■ What is expected: Filter the records below and copy every line containing the word "Transform".

■ Records:
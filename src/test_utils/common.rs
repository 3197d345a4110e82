use bytes::Bytes;
use serde::Serialize;

use crate::Projection;
use crate::ProjectionError;
use crate::Resource;
use crate::Result;

/// Minimal tracked object for replica and controller tests
#[derive(Debug, Clone, PartialEq, Eq, Serialize)]
pub struct TestResource {
    pub namespace: String,
    pub name: String,
    pub revision: u64,
}

impl TestResource {
    pub fn new(
        namespace: &str,
        name: &str,
    ) -> Self {
        Self {
            namespace: namespace.to_string(),
            name: name.to_string(),
            revision: 1,
        }
    }

    pub fn with_revision(
        mut self,
        revision: u64,
    ) -> Self {
        self.revision = revision;
        self
    }
}

impl Resource for TestResource {
    fn name(&self) -> &str {
        &self.name
    }

    fn namespace(&self) -> &str {
        &self.namespace
    }
}

/// Projection whose every render fails
pub struct FailingProjection;

impl Projection<TestResource> for FailingProjection {
    fn render_list(
        &self,
        _items: &[TestResource],
    ) -> Result<Bytes> {
        Err(ProjectionError::Transform("list rejected".to_string()).into())
    }

    fn render_detail(
        &self,
        _item: Option<&TestResource>,
    ) -> Result<Bytes> {
        Err(ProjectionError::Transform("detail rejected".to_string()).into())
    }

    fn render_yaml(
        &self,
        _item: Option<&TestResource>,
    ) -> Result<Bytes> {
        Err(ProjectionError::Transform("yaml rejected".to_string()).into())
    }
}

/// Decodes a JSON list payload into `(namespace, name, revision)` triples
pub fn decode_list(payload: &Bytes) -> Vec<(String, String, u64)> {
    let value: serde_json::Value = serde_json::from_slice(payload).expect("list payload is JSON");
    value
        .as_array()
        .expect("list payload is an array")
        .iter()
        .map(|item| {
            (
                item["namespace"].as_str().unwrap_or_default().to_string(),
                item["name"].as_str().unwrap_or_default().to_string(),
                item["revision"].as_u64().unwrap_or_default(),
            )
        })
        .collect()
}
use std::sync::Arc;
use std::time::Duration;

use kube_stream::ControllerBuilder;
use kube_stream::Projection;
use kube_stream::ResourceChange;
use kube_stream::SerdeProjection;
use tokio_util::sync::CancellationToken;

use crate::common::enable_logger;
use crate::common::start_node;
use crate::common::Pod;

#[tokio::test]
async fn test_burst_of_changes_is_published_once() {
    enable_logger();
    let test_node = start_node(vec![]);
    let projection: Arc<dyn Projection<Pod>> = Arc::new(SerdeProjection::new());
    // Own coalescer with a wide window so the whole burst lands inside it
    let controller =
        ControllerBuilder::new("Pod", test_node.controller.cluster().clone(), test_node.replica.clone(), projection)
            .coalescing_window(Duration::from_millis(500))
            .registry(test_node.node.registry().clone())
            .build();
    let mut list = test_node.node.registry().subscribe(controller.collection_key().clone());

    assert!(controller.start().unwrap());
    assert!(controller.wait_for_sync(&CancellationToken::new()).await);
    assert_eq!(list.recv().await.as_deref(), Some(&b"[]"[..]));

    for i in 0..100 {
        test_node
            .replica
            .apply(ResourceChange::Added(Pod::new("default", &format!("pod-{i}"), "Pending")));
    }
    controller.flush().await;

    let payload = list.try_recv().expect("one coalesced publish");
    let pods: serde_json::Value = serde_json::from_slice(&payload).unwrap();
    assert_eq!(pods.as_array().unwrap().len(), 100);
    assert!(list.try_recv().is_none());
}

#[tokio::test]
async fn test_cluster_scoped_kinds_come_from_shared_cache() {
    enable_logger();
    let test_node = start_node(vec![]);

    assert!(test_node.controller.is_namespaced("Node"));

    test_node.node.shared_cache().set_non_namespaced_kinds(
        test_node.controller.cluster(),
        vec!["Node".to_string(), "PersistentVolume".to_string()],
    );

    assert!(!test_node.controller.is_namespaced("node"));
    assert!(test_node.controller.is_namespaced("Pod"));
}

■ Solution:
        Err(ProjectionError::Transform("list rejected".to_string()).into())
        Err(ProjectionError::Transform("detail rejected".to_string()).into())
        Err(ProjectionError::Transform("yaml rejected".to_string()).into())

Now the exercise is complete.